(Beginning of DATA FOR THE TASK)
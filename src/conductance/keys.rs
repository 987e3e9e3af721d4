//! Property key configuration
//!
//! Conductance models never hard-code where their inputs live: every array
//! is looked up by a property name supplied by the caller. The defaults
//! follow the usual pore-network naming (`pore.diffusivity`,
//! `throat.hydraulic_conductance`, ...), and any of them can be overridden.
//!
//! # Example
//!
//! ```rust
//! use pnm_rs::conductance::PropertyKeys;
//!
//! let keys = PropertyKeys::default()
//!     .with_diffusivity("pore.thermal_conductivity", "throat.thermal_conductivity");
//! assert!(keys.validate().is_ok());
//! ```

use crate::error::{ConductanceError, ConductanceResult};
use crate::network::Element;

// =================================================================================================
// PropertyPair: one physical property at both resolutions
// =================================================================================================

/// Pore and throat names of the same physical property
///
/// Either may be absent from the phase; the missing one is interpolated from
/// the other.
#[derive(Debug, Clone, PartialEq, Eq)]
pub struct PropertyPair {
    pub pore: String,
    pub throat: String,
}

impl PropertyPair {
    pub fn new(pore: impl Into<String>, throat: impl Into<String>) -> Self {
        Self {
            pore: pore.into(),
            throat: throat.into(),
        }
    }

    /// Name at a resolution
    pub fn at(&self, element: Element) -> &str {
        match element {
            Element::Pore => &self.pore,
            Element::Throat => &self.throat,
        }
    }

    /// Check that each name carries the right prefix
    pub fn validate(&self) -> ConductanceResult<()> {
        expect_element(&self.pore, Element::Pore)?;
        expect_element(&self.throat, Element::Throat)
    }
}

/// `InvalidPropertyName` unless `name` is stored at `element` resolution
pub(crate) fn expect_element(name: &str, element: Element) -> ConductanceResult<()> {
    if Element::of(name)? == element {
        Ok(())
    } else {
        Err(ConductanceError::InvalidPropertyName(name.to_string()))
    }
}

// =================================================================================================
// ConduitKeys: geometry shared by every regime
// =================================================================================================

/// Names of the conduit geometry arrays
///
/// `conduit_lengths` and `conduit_shape_factors` are prefixes: the three
/// segment arrays are `<prefix>.pore1`, `<prefix>.throat` and `<prefix>.pore2`.
/// Areas and lengths are read from the network, shape factors from the phase.
#[derive(Debug, Clone, PartialEq, Eq)]
pub struct ConduitKeys {
    /// Pore cross-sectional area (`pore.*`)
    pub pore_area: String,

    /// Throat cross-sectional area (`throat.*`)
    pub throat_area: String,

    /// Prefix of the three segment length arrays (`throat.*`)
    pub conduit_lengths: String,

    /// Prefix of the three segment shape factor arrays (`throat.*`)
    pub conduit_shape_factors: String,
}

impl Default for ConduitKeys {
    fn default() -> Self {
        Self {
            pore_area: "pore.area".to_string(),
            throat_area: "throat.area".to_string(),
            conduit_lengths: "throat.conduit_lengths".to_string(),
            conduit_shape_factors: "throat.conduit_shape_factors".to_string(),
        }
    }
}

impl ConduitKeys {
    /// Names of the three segment arrays of a conduit prefix
    pub fn segments(prefix: &str) -> [String; 3] {
        [
            format!("{prefix}.pore1"),
            format!("{prefix}.throat"),
            format!("{prefix}.pore2"),
        ]
    }

    pub fn length_keys(&self) -> [String; 3] {
        Self::segments(&self.conduit_lengths)
    }

    pub fn shape_factor_keys(&self) -> [String; 3] {
        Self::segments(&self.conduit_shape_factors)
    }

    pub fn validate(&self) -> ConductanceResult<()> {
        expect_element(&self.pore_area, Element::Pore)?;
        expect_element(&self.throat_area, Element::Throat)?;
        expect_element(&self.conduit_lengths, Element::Throat)?;
        expect_element(&self.conduit_shape_factors, Element::Throat)
    }
}

// =================================================================================================
// PropertyKeys: every input a regime can ask for
// =================================================================================================

/// Names of every phase property a transport regime can read
///
/// Regimes built with [`TransportRegime::from_tag`](crate::conductance::TransportRegime::from_tag)
/// copy the names they need out of this configuration.
#[derive(Debug, Clone, PartialEq, Eq)]
pub struct PropertyKeys {
    /// Geometry
    pub conduit: ConduitKeys,

    /// Diffusivity, or the flow resistance factor in the `flow` regime
    pub diffusivity: PropertyPair,

    /// Power-law consistency index $C$
    pub consistency: PropertyPair,

    /// Power-law flow index $n$
    pub flow_index: PropertyPair,

    pub temperature: PropertyPair,

    pub pore_pressure: String,

    /// Electric potential
    pub pore_potential: String,

    pub throat_valence: String,

    pub throat_hydraulic_conductance: String,

    pub throat_diffusive_conductance: String,
}

impl Default for PropertyKeys {
    fn default() -> Self {
        Self {
            conduit: ConduitKeys::default(),
            diffusivity: PropertyPair::new("pore.diffusivity", "throat.diffusivity"),
            consistency: PropertyPair::new("pore.consistency", "throat.consistency"),
            flow_index: PropertyPair::new("pore.flow_index", "throat.flow_index"),
            temperature: PropertyPair::new("pore.temperature", "throat.temperature"),
            pore_pressure: "pore.pressure".to_string(),
            pore_potential: "pore.potential".to_string(),
            throat_valence: "throat.valence".to_string(),
            throat_hydraulic_conductance: "throat.hydraulic_conductance".to_string(),
            throat_diffusive_conductance: "throat.diffusive_conductance".to_string(),
        }
    }
}

impl PropertyKeys {
    pub fn with_conduit(mut self, conduit: ConduitKeys) -> Self {
        self.conduit = conduit;
        self
    }

    pub fn with_diffusivity(mut self, pore: impl Into<String>, throat: impl Into<String>) -> Self {
        self.diffusivity = PropertyPair::new(pore, throat);
        self
    }

    pub fn with_consistency(mut self, pore: impl Into<String>, throat: impl Into<String>) -> Self {
        self.consistency = PropertyPair::new(pore, throat);
        self
    }

    pub fn with_flow_index(mut self, pore: impl Into<String>, throat: impl Into<String>) -> Self {
        self.flow_index = PropertyPair::new(pore, throat);
        self
    }

    pub fn with_temperature(mut self, pore: impl Into<String>, throat: impl Into<String>) -> Self {
        self.temperature = PropertyPair::new(pore, throat);
        self
    }

    pub fn with_pore_pressure(mut self, name: impl Into<String>) -> Self {
        self.pore_pressure = name.into();
        self
    }

    pub fn with_pore_potential(mut self, name: impl Into<String>) -> Self {
        self.pore_potential = name.into();
        self
    }

    pub fn with_throat_valence(mut self, name: impl Into<String>) -> Self {
        self.throat_valence = name.into();
        self
    }

    pub fn with_hydraulic_conductance(mut self, name: impl Into<String>) -> Self {
        self.throat_hydraulic_conductance = name.into();
        self
    }

    pub fn with_diffusive_conductance(mut self, name: impl Into<String>) -> Self {
        self.throat_diffusive_conductance = name.into();
        self
    }

    /// Check every name against its expected resolution
    pub fn validate(&self) -> ConductanceResult<()> {
        self.conduit.validate()?;
        for pair in [&self.diffusivity, &self.consistency, &self.flow_index, &self.temperature] {
            pair.validate()?;
        }
        expect_element(&self.pore_pressure, Element::Pore)?;
        expect_element(&self.pore_potential, Element::Pore)?;
        expect_element(&self.throat_valence, Element::Throat)?;
        expect_element(&self.throat_hydraulic_conductance, Element::Throat)?;
        expect_element(&self.throat_diffusive_conductance, Element::Throat)
    }
}

#[cfg(test)]
mod tests {
    use super::*;

    #[test]
    fn test_defaults_are_valid() {
        assert!(PropertyKeys::default().validate().is_ok());
        assert!(ConduitKeys::default().validate().is_ok());
    }

    #[test]
    fn test_segment_names() {
        let keys = ConduitKeys::default();
        assert_eq!(
            keys.length_keys(),
            [
                "throat.conduit_lengths.pore1".to_string(),
                "throat.conduit_lengths.throat".to_string(),
                "throat.conduit_lengths.pore2".to_string(),
            ]
        );
        assert_eq!(keys.shape_factor_keys()[1], "throat.conduit_shape_factors.throat");
    }

    #[test]
    fn test_swapped_resolution_is_rejected() {
        let keys = PropertyKeys::default().with_pore_pressure("throat.pressure");
        assert_eq!(
            keys.validate().unwrap_err(),
            ConductanceError::InvalidPropertyName("throat.pressure".to_string())
        );

        let pair = PropertyPair::new("throat.diffusivity", "pore.diffusivity");
        assert!(pair.validate().is_err());
    }

    #[test]
    fn test_missing_prefix_is_rejected() {
        let keys = PropertyKeys::default().with_diffusive_conductance("gd");
        assert_eq!(
            keys.validate().unwrap_err(),
            ConductanceError::InvalidPropertyName("gd".to_string())
        );
    }

    #[test]
    fn test_pair_lookup() {
        let pair = PropertyPair::new("pore.a", "throat.a");
        assert_eq!(pair.at(Element::Pore), "pore.a");
        assert_eq!(pair.at(Element::Throat), "throat.a");
    }
}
(End of DATA FOR THE TASK)
:: BRIEF ::
Pick out each line above that includes "configuration" and show it.

:: RESPONSE AREA ::
//! Property key configuration
/// copy the names they need out of this configuration.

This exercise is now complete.